# Week 4 Day 2: APIs

## Ethical web scraping

The phrase "data scraping" is colloquial and popular but has pejorative connotations. Data is valuable: other people invested time in collecting, organizing, and sharing it. When you show up with a scraper you built after maybe a dozen hours demanding data, you rarely pay the costs of labor, hosting, *etc*. that went into making the data available. There are *very* good rationales for making many kinds of data more availabile: reproducibility of scientific results, sharing publicly-funded and/or close-to-zero marginal cost resources, transparency and accountability in democratic institutions, remixing for innovative new analyses, *etc*. 

But data breaches have become eponymous (Target in 2013, Equifax in 2017, Facebook in 2018, *etc*.) because they violate other values like privacy. These manifest most clearly in principles outlined in the 1978 [Belmont Report](https://en.wikipedia.org/wiki/Belmont_Report):
* **Respect for persons**: protecting the autonomy of all people and treating them with courtesy and respect and allowing for informed consent. Researchers must be truthful and conduct no deception;
* **Beneficence**: The philosophy of "Do no harm" while maximizing benefits for the research project and minimizing risks to the research subjects; and
* **Justice**: ensuring reasonable, non-exploitative, and well-considered procedures are administered fairly — the fair distribution of costs and benefits to potential research participants — and equally.

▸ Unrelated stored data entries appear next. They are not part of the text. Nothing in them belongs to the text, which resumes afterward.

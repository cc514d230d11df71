//! 80-ball keno with a progressive top prize.

use serde::{Deserialize, Serialize};
use std::collections::HashSet;

use super::{
    entities::{KENO_DRAW_SIZE, KENO_MAX_PICKS, KENO_POOL_SIZE, keno_multiplier},
    errors::{GameError, GameResult},
    jackpot::JackpotPool,
};
use crate::rng::RandomSource;

/// A validated selection of 1..=10 distinct numbers in 1..=80.
#[derive(Clone, Debug, Deserialize, Eq, PartialEq, Serialize)]
#[serde(try_from = "Vec<u8>", into = "Vec<u8>")]
pub struct KenoTicket(Vec<u8>);

impl KenoTicket {
    /// # Errors
    ///
    /// * `GameError::InvalidSelection` - Empty, too many, out of range or repeated numbers
    pub fn new(numbers: Vec<u8>) -> GameResult<Self> {
        if numbers.is_empty() || numbers.len() > KENO_MAX_PICKS {
            return Err(GameError::InvalidSelection(format!(
                "select 1-{KENO_MAX_PICKS} numbers, got {}",
                numbers.len()
            )));
        }
        if let Some(n) = numbers.iter().find(|&&n| n == 0 || n > KENO_POOL_SIZE) {
            return Err(GameError::InvalidSelection(format!(
                "number {n} is outside 1-{KENO_POOL_SIZE}"
            )));
        }
        let unique: HashSet<u8> = numbers.iter().copied().collect();
        if unique.len() != numbers.len() {
            return Err(GameError::InvalidSelection(
                "numbers must be distinct".to_string(),
            ));
        }
        Ok(Self(numbers))
    }

    pub fn numbers(&self) -> &[u8] {
        &self.0
    }

    pub fn picks(&self) -> usize {
        self.0.len()
    }
}

impl TryFrom<Vec<u8>> for KenoTicket {
    type Error = GameError;

    fn try_from(numbers: Vec<u8>) -> Result<Self, Self::Error> {
        Self::new(numbers)
    }
}

impl From<KenoTicket> for Vec<u8> {
    fn from(ticket: KenoTicket) -> Self {
        ticket.0
    }
}

#[derive(Clone, Debug, Deserialize, PartialEq, Serialize)]
pub struct KenoOutcome {
    pub selected: Vec<u8>,
    pub drawn: Vec<u8>,
    pub hits: usize,
    pub multiplier: i64,
    pub jackpot_award: i64,
}

/// Draw 20 distinct numbers without replacement.
pub fn draw_numbers(rng: &mut dyn RandomSource) -> Vec<u8> {
    let mut available: Vec<u8> = (1..=KENO_POOL_SIZE).collect();
    (0..KENO_DRAW_SIZE)
        .map(|_| {
            let idx = rng.draw_int(available.len());
            available.remove(idx)
        })
        .collect()
}

/// Play one ticket. Every wager feeds the pool; ten of ten also takes it.
///
/// Returns the outcome and the gross amount owed.
pub fn play(
    ticket: &KenoTicket,
    wager: i64,
    rng: &mut dyn RandomSource,
    pool: &mut JackpotPool,
) -> (KenoOutcome, i64) {
    pool.contribute(wager);

    let drawn = draw_numbers(rng);
    let drawn_set: HashSet<u8> = drawn.iter().copied().collect();
    let hits = ticket
        .numbers()
        .iter()
        .filter(|n| drawn_set.contains(n))
        .count();

    let multiplier = keno_multiplier(ticket.picks(), hits);
    let jackpot_award = if ticket.picks() == KENO_MAX_PICKS && hits == KENO_MAX_PICKS {
        pool.award()
    } else {
        0
    };
    let returned = wager
        .saturating_mul(multiplier)
        .saturating_add(jackpot_award);

    (
        KenoOutcome {
            selected: ticket.numbers().to_vec(),
            drawn,
            hits,
            multiplier,
            jackpot_award,
        },
        returned,
    )
}

#[cfg(test)]
mod tests {
    use super::*;
    use crate::rng::{GameRng, ScriptedSource};

    #[test]
    fn test_ticket_validation() {
        assert!(KenoTicket::new(vec![1, 2, 3]).is_ok());
        assert!(KenoTicket::new((1..=10).collect()).is_ok());
        for bad in [vec![], (1..=11).collect(), vec![0, 5], vec![81], vec![4, 4]] {
            assert!(matches!(
                KenoTicket::new(bad),
                Err(GameError::InvalidSelection(_))
            ));
        }
    }

    #[test]
    fn test_ticket_deserialization_validates() {
        assert!(serde_json::from_str::<KenoTicket>("[1,2,3]").is_ok());
        assert!(serde_json::from_str::<KenoTicket>("[1,1]").is_err());
    }

    #[test]
    fn test_draw_is_twenty_distinct_numbers() {
        let mut rng = GameRng::seeded(5);
        for _ in 0..100 {
            let drawn = draw_numbers(&mut rng);
            assert_eq!(drawn.len(), KENO_DRAW_SIZE);
            let unique: HashSet<u8> = drawn.iter().copied().collect();
            assert_eq!(unique.len(), KENO_DRAW_SIZE);
            assert!(drawn.iter().all(|&n| (1..=KENO_POOL_SIZE).contains(&n)));
        }
    }

    #[test]
    fn test_zero_script_draws_lowest_numbers() {
        let mut rng = ScriptedSource::new();
        assert_eq!(draw_numbers(&mut rng), (1..=20).collect::<Vec<u8>>());
    }

    #[test]
    fn test_ten_of_ten_awards_jackpot_and_resets() {
        let ticket = KenoTicket::new((1..=10).collect()).unwrap();
        let mut pool = JackpotPool::new(50_000, 100);
        let mut rng = ScriptedSource::new();
        let (outcome, returned) = play(&ticket, 10, &mut rng, &mut pool);
        assert_eq!(outcome.hits, 10);
        assert_eq!(outcome.multiplier, 100_000);
        assert_eq!(outcome.jackpot_award, 50_000);
        assert_eq!(returned, 10 * 100_000 + 50_000);
        assert_eq!(pool.current(), pool.base());
    }

    #[test]
    fn test_miss_pays_nothing_but_feeds_pool() {
        let ticket = KenoTicket::new(vec![71, 72, 73, 74, 75]).unwrap();
        let mut pool = JackpotPool::new(50_000, 100);
        let mut rng = ScriptedSource::new();
        let (outcome, returned) = play(&ticket, 1_000, &mut rng, &mut pool);
        assert_eq!(outcome.hits, 0);
        assert_eq!(returned, 0);
        assert_eq!(pool.current(), 50_010);
    }

    #[test]
    fn test_partial_hits_use_table_row() {
        let ticket = KenoTicket::new(vec![1, 2, 3, 50]).unwrap();
        let mut pool = JackpotPool::new(50_000, 100);
        let mut rng = ScriptedSource::new();
        let (outcome, returned) = play(&ticket, 10, &mut rng, &mut pool);
        assert_eq!(outcome.hits, 3);
        assert_eq!(returned, 50);
    }
}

(A fourth principle "Respect for Public" emphasizes compliance, accountability, and transparency in the conduct of research.)

In the context of data scraping, there are four "areas of difficulty":

* **Informed consent**: does the data scraper obtain consent from every person whose data is being retrieved?
* **Informational risk**: can the data scraper inflict economic, social, *etc*. harm on individuals by disclosing data?
* **Privacy**: does the data scraper know which information a person intended to be private or public? 
* **Decision-making under uncertainty**: does the data scraper know all the ways the data could be (mis)used? 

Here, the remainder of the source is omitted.